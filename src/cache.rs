//! Per-generation result cache.
//!
//! Memoizes query to answer for repeated identical queries. Keys are the
//! entire folded query string, not a variation rewrite: the whole query
//! is the key, so near-rephrasings each get their own entry.
//!
//! The cache dies with its generation; reload and runtime adds start
//! from an empty one.

use std::collections::HashMap;
use std::sync::RwLock;

/// Query-to-answer memo scoped to one generation.
///
/// Lock poisoning degrades to a miss on read and a dropped write on
/// insert; lookups then recompute.
#[derive(Debug, Default)]
pub struct ResultCache {
    entries: RwLock<HashMap<String, String>>,
}

impl ResultCache {
    /// Creates an empty cache.
    #[must_use]
    pub fn new() -> Self {
        Self::default()
    }

    /// Returns the cached answer for a key, if present.
    #[must_use]
    pub fn get(&self, key: &str) -> Option<String> {
        let entries = self.entries.read().ok()?;
        entries.get(key).cloned()
    }

    /// Records an answer under a key.
    pub fn insert(&self, key: String, answer: String) {
        if let Ok(mut entries) = self.entries.write() {
            entries.insert(key, answer);
        }
    }

    /// Number of cached answers.
    #[must_use]
    pub fn len(&self) -> usize {
        self.entries.read().map_or(0, |entries| entries.len())
    }

    /// Returns true when nothing is cached.
    #[must_use]
    pub fn is_empty(&self) -> bool {
        self.len() == 0
    }
}
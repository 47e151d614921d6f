//! Matcher configuration.

use std::path::{Path, PathBuf};

use crate::error::ValidationError;

/// Default similarity threshold on the 0-100 scale.
pub const DEFAULT_SIMILARITY_THRESHOLD: f32 = 75.0;

/// Default bound on ranked candidates considered per match.
pub const DEFAULT_MAX_MATCHES: usize = 3;

/// Default per-subscriber event buffer capacity.
pub const DEFAULT_EVENT_CAPACITY: usize = 256;

/// Default template source directory.
pub const DEFAULT_TEMPLATES_DIR: &str = "data/templates";

/// Tunables for a [`crate::Matcher`].
#[derive(Debug, Clone, PartialEq)]
pub struct MatcherConfig {
    /// Directory scanned for `.csv` template sources.
    pub templates_dir: PathBuf,

    /// Minimum fuzzy score for a candidate, 0-100. The keyword strategy
    /// uses 0.7 of this value as its floor.
    pub similarity_threshold: f32,

    /// How many ranked candidates are kept before picking the top one.
    pub max_matches: usize,

    /// Per-subscriber event stream buffer capacity.
    pub event_capacity: usize,
}

impl Default for MatcherConfig {
    fn default() -> Self {
        Self {
            templates_dir: PathBuf::from(DEFAULT_TEMPLATES_DIR),
            similarity_threshold: DEFAULT_SIMILARITY_THRESHOLD,
            max_matches: DEFAULT_MAX_MATCHES,
            event_capacity: DEFAULT_EVENT_CAPACITY,
        }
    }
}

impl MatcherConfig {
    /// Creates a config with defaults and the given source directory.
    #[must_use]
    pub fn new(templates_dir: impl AsRef<Path>) -> Self {
        Self {
            templates_dir: templates_dir.as_ref().to_path_buf(),
            ..Self::default()
        }
    }

    /// Sets the similarity threshold.
    #[must_use]
    pub fn with_similarity_threshold(mut self, threshold: f32) -> Self {
        self.similarity_threshold = threshold;
        self
    }

    /// Sets the ranked-candidate bound.
    #[must_use]
    pub const fn with_max_matches(mut self, max_matches: usize) -> Self {
        self.max_matches = max_matches;
        self
    }

    /// Sets the event stream buffer capacity.
    #[must_use]
    pub const fn with_event_capacity(mut self, capacity: usize) -> Self {
        self.event_capacity = capacity;
        self
    }

    /// Checks ranges: threshold within 0-100 and a nonzero match bound.
    ///
    /// # Errors
    ///
    /// Returns `ValidationError::ThresholdOutOfRange` or
    /// `ValidationError::ZeroMaxMatches`.
    pub fn validate(&self) -> Result<(), ValidationError> {
        if self.similarity_threshold.is_nan()
            || !(0.0..=100.0).contains(&self.similarity_threshold)
        {
            return Err(ValidationError::ThresholdOutOfRange {
                value: self.similarity_threshold,
            });
        }
        if self.max_matches == 0 {
            return Err(ValidationError::ZeroMaxMatches);
        }
        Ok(())
    }
}

#[cfg(test)]
mod tests {
    use super::*;

    #[test]
    fn default_config_is_valid() {
        let config = MatcherConfig::default();
        assert!(config.validate().is_ok());
        assert!((config.similarity_threshold - 75.0).abs() < f32::EPSILON);
        assert_eq!(config.max_matches, 3);
        assert_eq!(config.templates_dir, PathBuf::from("data/templates"));
    }

    #[test]
    fn builder_chain() {
        let config = MatcherConfig::new("/tmp/templates")
            .with_similarity_threshold(60.0)
            .with_max_matches(5)
            .with_event_capacity(16);
        assert!(config.validate().is_ok());
        assert_eq!(config.templates_dir, PathBuf::from("/tmp/templates"));
        assert!((config.similarity_threshold - 60.0).abs() < f32::EPSILON);
        assert_eq!(config.max_matches, 5);
        assert_eq!(config.event_capacity, 16);
    }

    #[test]
    fn out_of_range_threshold_is_rejected() {
        let config = MatcherConfig::default().with_similarity_threshold(100.5);
        assert!(matches!(
            config.validate(),
            Err(ValidationError::ThresholdOutOfRange { .. })
        ));

        let config = MatcherConfig::default().with_similarity_threshold(f32::NAN);
        assert!(config.validate().is_err());
    }

    #[test]
    fn zero_max_matches_is_rejected() {
        let config = MatcherConfig::default().with_max_matches(0);
        assert!(matches!(
            config.validate(),
            Err(ValidationError::ZeroMaxMatches)
        ));
    }
}
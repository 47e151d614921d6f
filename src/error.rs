//! Error types for tanya.
//!
//! All errors are strongly typed using thiserror. This enables pattern
//! matching on specific failure conditions and keeps messages uniform.
//! Row-level skip diagnostics are not errors and live with the loader.

use std::path::PathBuf;

use thiserror::Error;

/// Validation errors raised while constructing templates or configuration.
#[derive(Debug, Error)]
pub enum ValidationError {
    #[error("Template question cannot be empty")]
    EmptyQuestion,

    #[error("Template answer cannot be empty")]
    EmptyAnswer,

    #[error("Similarity threshold {value} is out of range [0.0, 100.0]")]
    ThresholdOutOfRange {
        value: f32,
    },

    #[error("Score value {value} is out of range [0.0, 100.0]")]
    ScoreOutOfRange {
        value: f32,
    },

    #[error("max_matches must be at least 1")]
    ZeroMaxMatches,
}

/// Load errors raised while reading template source files.
///
/// These are file-scoped: one file failing to load never aborts the scan
/// of the remaining files.
#[derive(Debug, Error)]
pub enum LoadError {
    #[error("Failed to read {path:?}: {source}")]
    Io {
        path: PathBuf,
        #[source]
        source: std::io::Error,
    },

    #[error("No candidate encoding could decode {path:?}")]
    Encoding {
        path: PathBuf,
    },

    #[error("{path:?} is missing required column(s): {missing}")]
    MissingColumns {
        path: PathBuf,
        missing: String,
    },

    #[error("Failed to parse {path:?}: {message}")]
    Malformed {
        path: PathBuf,
        message: String,
    },
}

/// Top-level error type for tanya.
#[derive(Debug, Error)]
pub enum TanyaError {
    #[error("Validation error: {0}")]
    Validation(#[from] ValidationError),

    #[error("Load error: {0}")]
    Load(#[from] LoadError),

    #[error("Internal error: {message}")]
    Internal {
        message: String,
    },
}

impl TanyaError {
    /// Creates an internal error.
    #[must_use]
    pub fn internal(message: impl Into<String>) -> Self {
        Self::Internal {
            message: message.into(),
        }
    }

    /// Returns true if this is a validation error.
    #[must_use]
    pub const fn is_validation(&self) -> bool {
        matches!(self, Self::Validation(_))
    }

    /// Returns true if this is a load error.
    #[must_use]
    pub const fn is_load(&self) -> bool {
        matches!(self, Self::Load(_))
    }

    /// Returns true if this is an internal error.
    #[must_use]
    pub const fn is_internal(&self) -> bool {
        matches!(self, Self::Internal { .. })
    }
}

/// Result type alias for tanya operations.
pub type TanyaResult<T> = Result<T, TanyaError>;

#[cfg(test)]
mod tests {
    use super::*;

    #[test]
    fn test_validation_error_threshold() {
        let err = ValidationError::ThresholdOutOfRange { value: 150.0 };
        let msg = format!("{err}");
        assert!(msg.contains("150"));
        assert!(msg.contains("out of range"));
    }

    #[test]
    fn test_validation_error_empty_fields() {
        let msg = format!("{}", ValidationError::EmptyQuestion);
        assert!(msg.contains("question"));
        let msg = format!("{}", ValidationError::EmptyAnswer);
        assert!(msg.contains("answer"));
    }

    #[test]
    fn test_load_error_missing_columns() {
        let err = LoadError::MissingColumns {
            path: PathBuf::from("faq.csv"),
            missing: "question, answer".to_string(),
        };
        let msg = format!("{err}");
        assert!(msg.contains("faq.csv"));
        assert!(msg.contains("question, answer"));
    }

    #[test]
    fn test_load_error_encoding() {
        let err = LoadError::Encoding {
            path: PathBuf::from("broken.csv"),
        };
        let msg = format!("{err}");
        assert!(msg.contains("broken.csv"));
        assert!(msg.contains("encoding"));
    }

    #[test]
    fn test_tanya_error_from_validation() {
        let err: TanyaError = ValidationError::EmptyQuestion.into();
        assert!(err.is_validation());
        assert!(!err.is_load());
    }

    #[test]
    fn test_tanya_error_from_load() {
        let err: TanyaError = LoadError::Encoding {
            path: PathBuf::from("x.csv"),
        }
        .into();
        assert!(err.is_load());
        assert!(!err.is_internal());
    }

    #[test]
    fn test_tanya_error_internal() {
        let err = TanyaError::internal("lock poisoned");
        assert!(err.is_internal());
        let msg = format!("{err}");
        assert!(msg.contains("lock poisoned"));
    }
}
//! Match score and strategy method types.
//!
//! Scores in tanya live on a 0-100 scale shared by all three strategies,
//! so exact hits (100) always dominate fuzzy and keyword hits when merged.

use std::fmt;

use serde::{Deserialize, Serialize};

use crate::error::ValidationError;

/// Which strategy produced a candidate.
#[derive(Debug, Clone, Copy, PartialEq, Eq, Hash, Serialize, Deserialize)]
#[serde(rename_all = "snake_case")]
pub enum MatchMethod {
    /// A template variation equals the case-folded query.
    Exact,

    /// Partial-ratio string similarity over the raw question text.
    Fuzzy,

    /// Jaccard overlap between query and question word sets.
    Keyword,
}

impl fmt::Display for MatchMethod {
    fn fmt(&self, f: &mut fmt::Formatter<'_>) -> fmt::Result {
        match self {
            Self::Exact => write!(f, "exact"),
            Self::Fuzzy => write!(f, "fuzzy"),
            Self::Keyword => write!(f, "keyword"),
        }
    }
}

/// A match score on the shared 0-100 scale.
///
/// # Examples
///
/// ```
/// use tanya::Score;
///
/// let score = Score::new(82.5).unwrap();
/// assert!(score.meets(75.0));
/// assert!(!score.is_exact());
/// assert!(Score::exact().is_exact());
/// ```
#[derive(Debug, Clone, Copy, PartialEq, Serialize, Deserialize)]
#[serde(transparent)]
pub struct Score {
    value: f32,
}

impl Score {
    /// Minimum valid score value.
    pub const MIN_VALUE: f32 = 0.0;

    /// Maximum valid score value.
    pub const MAX_VALUE: f32 = 100.0;

    /// Creates a new score with validation.
    ///
    /// # Errors
    ///
    /// Returns `ValidationError::ScoreOutOfRange` if the value is NaN or
    /// not in [0.0, 100.0].
    pub fn new(value: f32) -> Result<Self, ValidationError> {
        if value.is_nan() || !(Self::MIN_VALUE..=Self::MAX_VALUE).contains(&value) {
            return Err(ValidationError::ScoreOutOfRange { value });
        }
        Ok(Self { value })
    }

    /// Creates a score from a computed similarity ratio, clamping floating
    /// point spill into the valid range. NaN clamps to zero.
    #[must_use]
    pub fn from_ratio(value: f32) -> Self {
        if value.is_nan() {
            return Self {
                value: Self::MIN_VALUE,
            };
        }
        Self {
            value: value.clamp(Self::MIN_VALUE, Self::MAX_VALUE),
        }
    }

    /// The score assigned to exact variation matches.
    #[must_use]
    pub const fn exact() -> Self {
        Self {
            value: Self::MAX_VALUE,
        }
    }

    /// A zero score.
    #[must_use]
    pub const fn zero() -> Self {
        Self {
            value: Self::MIN_VALUE,
        }
    }

    /// The raw score value.
    #[must_use]
    pub const fn value(&self) -> f32 {
        self.value
    }

    /// Returns true if the score clears the given floor.
    #[must_use]
    pub fn meets(&self, floor: f32) -> bool {
        self.value >= floor
    }

    /// Returns true for the exact-match score.
    #[must_use]
    pub fn is_exact(&self) -> bool {
        self.value >= Self::MAX_VALUE
    }

    /// Total ordering over score values, for ranking.
    #[must_use]
    pub fn total_cmp(&self, other: &Self) -> std::cmp::Ordering {
        self.value.total_cmp(&other.value)
    }
}

impl Default for Score {
    fn default() -> Self {
        Self::zero()
    }
}

impl fmt::Display for Score {
    fn fmt(&self, f: &mut fmt::Formatter<'_>) -> fmt::Result {
        write!(f, "{:.1}", self.value)
    }
}
//! Query criteria receiving the ordering clause

/// The part of a query that the sort resolver contributes to.
///
/// Only the ordering is modelled; everything else about the query belongs to
/// the caller's persistence layer.
#[derive(Debug, Clone, Default, PartialEq, Eq)]
pub struct Criteria {
    order: String,
}

impl Criteria {
    pub fn new() -> Self {
        Self::default()
    }

    /// Sets a pre-existing ordering.
    pub fn with_order(mut self, order: impl Into<String>) -> Self {
        self.order = order.into();
        self
    }

    /// Returns the current ordering clause.
    pub fn order(&self) -> &str {
        &self.order
    }

    /// Appends an ordering clause after any existing ordering.
    pub fn append_order(&mut self, clause: &str) {
        if clause.is_empty() {
            return;
        }
        if !self.order.is_empty() {
            self.order.push_str(", ");
        }
        self.order.push_str(clause);
    }
}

━━━━━━

PROMPT: Go over the records above and tally the lines with the word "Copy" in them. Give the number alone.

OUTPUT FOR THIS TASK: 2